Iqaluit (pop. 6,699; Statistics Canada, 2011) is the territorial capital and is located in the Baffin Region of the Eastern Arctic. It has the greatest concentration of Nunavut’s health and justice resources including an accredited 35-bed acute care hospital and the Nunavut Court of Justice which operates every day of the week. Arviat (pop. 2,318; Statistics Canada, 2011) is a hamlet located on the western shore of the Hudson Bay in the Kivalliq Region. Health services include a health centre with 6–8 nurses and a few social service and wellness staff as well as fly-in professionals who visit the community on an occasional basis. On the justice side, Arviat has a 4-member Royal Canadian Mounted Police (RCMP) detachment, a probation officer, a justice of the peace and a community justice committee. It is visited by a fly-in court 4 times a year. Qikiqtarjuaq (pop. 520; Statistics Canada, 2011) is on an island off of the east coast of Baffin Island. Its health services include a health centre with 2 nurse practitioners, a social worker and visiting professionals. It has a 2-member RCMP detachment, a justice of the peace and a community justice committee. The Nunavut Court of Justice flies into Qikiqtarjuaq only 3 times a year.

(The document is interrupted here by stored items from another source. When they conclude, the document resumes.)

use crate::auth::verify_token;
use crate::config::Config;
use actix_web::{web, Error, FromRequest, HttpRequest};
use std::future::{ready, Ready};

/// The authenticated principal. Handlers take `AuthenticatedUser` to
/// require a login, or `Option<AuthenticatedUser>` where anonymous
/// read access is allowed.
pub struct AuthenticatedUser {
    pub user_id: i64,
    pub email: String,
    pub username: String,
}

impl FromRequest for AuthenticatedUser {
    type Error = Error;
    type Future = Ready<Result<Self, Self::Error>>;

    fn from_request(req: &HttpRequest, _payload: &mut actix_web::dev::Payload) -> Self::Future {
        let auth_header = req.headers().get("Authorization");

        if let Some(header_value) = auth_header {
            if let Ok(header_str) = header_value.to_str() {
                if let Some(token) = header_str.strip_prefix("Bearer ") {
                    let config = req.app_data::<web::Data<Config>>();
                    if let Some(config) = config {
                        match verify_token(token, &config.jwt.secret) {
                            Ok(claims) => {
                                if let Ok(user_id) = claims.sub.parse::<i64>() {
                                    return ready(Ok(AuthenticatedUser {
                                        user_id,
                                        email: claims.email,
                                        username: claims.username,
                                    }));
                                }
                            }
                            Err(_) => {
                                return ready(Err(actix_web::error::ErrorUnauthorized(
                                    "Invalid token",
                                )));
                            }
                        }
                    }
                }
            }
        }

        ready(Err(actix_web::error::ErrorUnauthorized(
            "Missing or invalid authorization header",
        )))
    }
}
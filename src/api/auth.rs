use crate::auth::{create_token, verify_password, AuthenticatedUser, Claims};
use crate::config::Config;
use crate::db::DbPool;
use crate::error::Error;
use crate::models::{AuthResponse, LoginRequest, SignupRequest, UserResponse};
use crate::services::users;
use actix_web::{web, HttpResponse, Result as ActixResult};
use serde_json::json;

#[utoipa::path(
    post,
    path = "/api/auth/signup",
    request_body = SignupRequest,
    responses(
        (status = 201, description = "User created successfully", body = AuthResponse),
        (status = 400, description = "Validation failure"),
        (status = 409, description = "User already exists")
    ),
    tag = "auth"
)]
pub async fn signup(
    req: web::Json<SignupRequest>,
    pool: web::Data<DbPool>,
    config: web::Data<Config>,
) -> ActixResult<HttpResponse> {
    let user = users::signup(pool.get_ref(), req.into_inner()).await?;

    let claims = Claims::new(
        user.id,
        user.email.clone(),
        user.username.clone(),
        config.jwt.expiration_hours,
    );
    let token = create_token(&claims, &config.jwt.secret)
        .map_err(actix_web::error::ErrorInternalServerError)?;

    Ok(HttpResponse::Created().json(AuthResponse {
        token,
        user: UserResponse::from(user),
    }))
}

#[utoipa::path(
    post,
    path = "/api/auth/login",
    request_body = LoginRequest,
    responses(
        (status = 200, description = "Login successful", body = AuthResponse),
        (status = 401, description = "Invalid credentials"),
        (status = 403, description = "Account deactivated"),
        (status = 404, description = "User not found")
    ),
    tag = "auth"
)]
pub async fn login(
    req: web::Json<LoginRequest>,
    pool: web::Data<DbPool>,
    config: web::Data<Config>,
) -> ActixResult<HttpResponse> {
    let user = users::find_by_email(pool.get_ref(), &req.email)
        .await?
        .ok_or(Error::NotFound("user"))?;

    if !user.is_active {
        return Err(Error::Forbidden("account is deactivated").into());
    }

    let is_valid = verify_password(&req.password, &user.password_hash)
        .map_err(actix_web::error::ErrorInternalServerError)?;
    if !is_valid {
        return Ok(HttpResponse::Unauthorized().json(json!({
            "error": "Invalid credentials"
        })));
    }

    let claims = Claims::new(
        user.id,
        user.email.clone(),
        user.username.clone(),
        config.jwt.expiration_hours,
    );
    let token = create_token(&claims, &config.jwt.secret)
        .map_err(actix_web::error::ErrorInternalServerError)?;

    Ok(HttpResponse::Ok().json(AuthResponse {
        token,
        user: UserResponse::from(user),
    }))
}

#[utoipa::path(
    post,
    path = "/api/auth/refresh",
    responses(
        (status = 200, description = "Fresh token issued", body = AuthResponse),
        (status = 401, description = "Unauthorized"),
        (status = 403, description = "Account deactivated")
    ),
    security(
        ("bearer_auth" = [])
    ),
    tag = "auth"
)]
pub async fn refresh(
    user: AuthenticatedUser,
    pool: web::Data<DbPool>,
    config: web::Data<Config>,
) -> ActixResult<HttpResponse> {
    let user = users::get_by_id(pool.get_ref(), user.user_id).await?;
    if !user.is_active {
        return Err(Error::Forbidden("account is deactivated").into());
    }

    let claims = Claims::new(
        user.id,
        user.email.clone(),
        user.username.clone(),
        config.jwt.expiration_hours,
    );
    let token = create_token(&claims, &config.jwt.secret)
        .map_err(actix_web::error::ErrorInternalServerError)?;

    Ok(HttpResponse::Ok().json(AuthResponse {
        token,
        user: UserResponse::from(user),
    }))
}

A total of 55 semi-structured interviews were conducted by the principal investigator (first author) in 2013 with the assistance of Inuit research assistants and Inuktitut-speaking interpreters as needed. Recruitment of participants reflected purposeful sampling. Interviews were generally held in community organisation facilities, government offices, at the Nunavut Research Institute, and on occasion in peoples’ homes. Forty-eight interviews were audio-recorded and transcribed verbatim by certified court reporters and 7 interviews were recorded using field notes. The principal investigator returned to participants to confirm that a summary of their raw interview data reflected their intended meaning in circumstances where interviews involved interpreters, where participants struggled with the English language and where interviews were recorded using field notes. Interviews involved the justice sector (e.g. judges, defence lawyers, prosecutors and police), the health sector (e.g. psychiatrists and nurses), community organisations (e.g. hamlet officials and members of Inuit organisations) and community members (e.g. elders and carers of people affected by mental illness). Among the total interviews, 13 were with “fly-in” participants (e.g. judges, defence lawyers, prosecutors and psychiatrists) who service Iqaluit and the rest of the territory by plane and play critical health and justice roles not otherwise available in outlying communities. As these fly-in interviews were relevant to all 3 communities, they comprised a component of the data for each. Accordingly, a total of 26 interviews comprised the data for Iqaluit, while 27 interviews represented data from Arviat, and 28 interviews comprised data from Qikiqtarjuaq. Additionally, a focus group, comprising long-time community residents, was held in each of the 3 communities.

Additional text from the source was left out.